А вот Тредиаковский впечатляет и поныне. Любителям поэзии хорошо известен такой его отрывок:

Вонми, о! небо, и реку,

Земля да слышит уст глаголы:

Как дождь я словом потеку;

И снидут, как роса к цветку,

Мои вещания на долы.

Парафразис Вторыя песни Моисеевы, 1752 г.

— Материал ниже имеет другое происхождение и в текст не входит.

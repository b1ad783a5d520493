mod builder;

use std::fmt;

use bincode::{Decode, Encode};

use crate::utils::FromU32;

const CATE_IDSET_BITS: usize = 18;
const CATE_IDSET_MASK: u32 = (1 << CATE_IDSET_BITS) - 1;
const BASE_ID_BITS: usize = 8;
const BASE_ID_MASK: u32 = (1 << BASE_ID_BITS) - 1;
const LENGTH_BITS: usize = 4;

/// Information of a character defined in `char.def`.
///
/// The memory layout is
///   cate_idset = 18 bits
///      base_id =  8 bits
///       invoke =  1 bit
///        group =  1 bit
///       length =  4 bits
#[derive(Default, Clone, Copy, PartialEq, Eq, Decode, Encode)]
pub struct CharInfo(u32);

impl fmt::Debug for CharInfo {
    fn fmt(&self, f: &mut fmt::Formatter<'_>) -> fmt::Result {
        f.debug_struct("CharInfo")
            .field("cate_idset", &self.cate_idset())
            .field("base_id", &self.base_id())
            .field("invoke", &self.invoke())
            .field("group", &self.group())
            .field("length", &self.length())
            .finish()
    }
}

impl CharInfo {
    pub fn new(
        cate_idset: u32,
        base_id: u32,
        invoke: bool,
        group: bool,
        length: u16,
    ) -> Option<Self> {
        if cate_idset >> CATE_IDSET_BITS != 0 {
            return None;
        }
        if base_id >> BASE_ID_BITS != 0 {
            return None;
        }
        if length >> LENGTH_BITS != 0 {
            return None;
        }
        Some(Self(
            cate_idset
                | (base_id << CATE_IDSET_BITS)
                | (u32::from(invoke) << (CATE_IDSET_BITS + BASE_ID_BITS))
                | (u32::from(group) << (CATE_IDSET_BITS + BASE_ID_BITS + 1))
                | (u32::from(length) << (CATE_IDSET_BITS + BASE_ID_BITS + 2)),
        ))
    }

    #[inline(always)]
    pub fn reset_cate_idset(&mut self, cate_idset: u32) {
        self.0 &= !CATE_IDSET_MASK;
        self.0 |= cate_idset;
    }

    /// Set of the primary and compatible category ids.
    #[inline(always)]
    pub const fn cate_idset(&self) -> u32 {
        self.0 & CATE_IDSET_MASK
    }

    /// Id of the primary category.
    #[inline(always)]
    pub const fn base_id(&self) -> u32 {
        (self.0 >> CATE_IDSET_BITS) & BASE_ID_MASK
    }

    #[inline(always)]
    pub const fn invoke(&self) -> bool {
        (self.0 >> (CATE_IDSET_BITS + BASE_ID_BITS)) & 1 != 0
    }

    #[inline(always)]
    pub const fn group(&self) -> bool {
        (self.0 >> (CATE_IDSET_BITS + BASE_ID_BITS + 1)) & 1 != 0
    }

    #[inline(always)]
    pub const fn length(&self) -> u16 {
        (self.0 >> (CATE_IDSET_BITS + BASE_ID_BITS + 2)) as u16
    }
}

/// Mapping from characters to their information.
#[derive(Decode, Encode)]
pub struct CharProperty {
    chr2inf: Vec<CharInfo>, // covers the BMP
    default_cinfo: CharInfo,
    categories: Vec<String>, // indexed by category id
}

impl CharProperty {
    /// Gets the information of the character.
    /// Characters outside the BMP fall into `DEFAULT`.
    #[inline(always)]
    pub fn char_info(&self, c: char) -> CharInfo {
        self.chr2inf
            .get(usize::from_u32(u32::from(c)))
            .copied()
            .unwrap_or(self.default_cinfo)
    }

    #[inline(always)]
    pub fn cate_id(&self, category: &str) -> Option<u32> {
        self.categories
            .iter()
            .position(|cate| cate == category)
            .and_then(|id| u32::try_from(id).ok())
    }

    #[inline(always)]
    pub fn cate_str(&self, cate_id: u32) -> Option<&str> {
        self.categories
            .get(usize::from_u32(cate_id))
            .map(|c| c.as_str())
    }

    #[inline(always)]
    pub fn num_categories(&self) -> usize {
        self.categories.len()
    }

    /// Gets the category names of the character, the primary one first.
    pub fn char_categories(&self, c: char) -> Vec<&str> {
        let cinfo = self.char_info(c);
        let base_id = cinfo.base_id();
        let mut cates = vec![];
        if let Some(cate) = self.cate_str(base_id) {
            cates.push(cate);
        }
        for cate_id in 0..CATE_IDSET_BITS as u32 {
            if cate_id != base_id && cinfo.cate_idset() & (1 << cate_id) != 0 {
                if let Some(cate) = self.cate_str(cate_id) {
                    cates.push(cate);
                }
            }
        }
        cates
    }
}
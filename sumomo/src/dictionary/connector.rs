mod matrix_connector;

pub use crate::dictionary::connector::matrix_connector::MatrixConnector;

/// Dimensions of a table of connection costs.
pub trait Connector {
    /// Returns maximum number of left connection ID
    fn num_left(&self) -> usize;

    /// Returns maximum number of right connection ID
    fn num_right(&self) -> usize;
}

/// Provider of connection costs between two adjacent words.
pub trait ConnectorCost: Connector {
    /// Gets the connection cost from a word with `right_id` to the following word
    /// with `left_id`.
    ///
    /// The ids must be within [`Connector::num_right()`] and [`Connector::num_left()`].
    fn cost(&self, right_id: u16, left_id: u16) -> i32;
}
use bincode::{Decode, Encode};

#[derive(Default, Decode, Encode)]
pub struct WordFeatures {
    features: Vec<String>,
}

impl WordFeatures {
    pub fn new<I, S>(features: I) -> Self
    where
        I: IntoIterator<Item = S>,
        S: AsRef<str>,
    {
        Self {
            features: features
                .into_iter()
                .map(|s| s.as_ref().to_string())
                .collect(),
        }
    }

    #[inline(always)]
    pub fn get(&self, word_id: usize) -> &str {
        &self.features[word_id]
    }
}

А разве лишены обаяния такие простодушные строки — из песенки «На мой выезд в чужие края»:

Канат рвётся,

Якорь бьётся,

Знать, кораблик понесётся…

Очаровательное простодушие! У Тредиаковского оно редко пробивалось сквозь мудрёную риторику. Державин научился демонстрировать в стихах подлинную бесхитростность, не впадая в примитивизм. Вот Тредиаковский показывает товар лицом в торжественной оде. Прославляет императрицу Анну Иоанновну — не шутка! Читаем:

О императрице велика!

Падающего века Атлас!

Священны вознесшися крилы

Над всем светом простираешься.

Тебе поют гусли, кимвалы,

Тебе славят трубы громогласны.

Воспой самодержицу, воспой, муза, Анну.

Эти и другие строфы пространной оды Тредиаковский прочитал перед императрицей 3 февраля 1732 года — и был в знак особой милости «допущен к руке» государыни Всероссийской. Кстати, царские милости не принесли Тредиаковскому ни твёрдого положения при дворе, ни денежного достатка. Но всё-таки — «допущен к руке». Но это вопросы судьбы и придворных обстоятельств, а стихи — стихами.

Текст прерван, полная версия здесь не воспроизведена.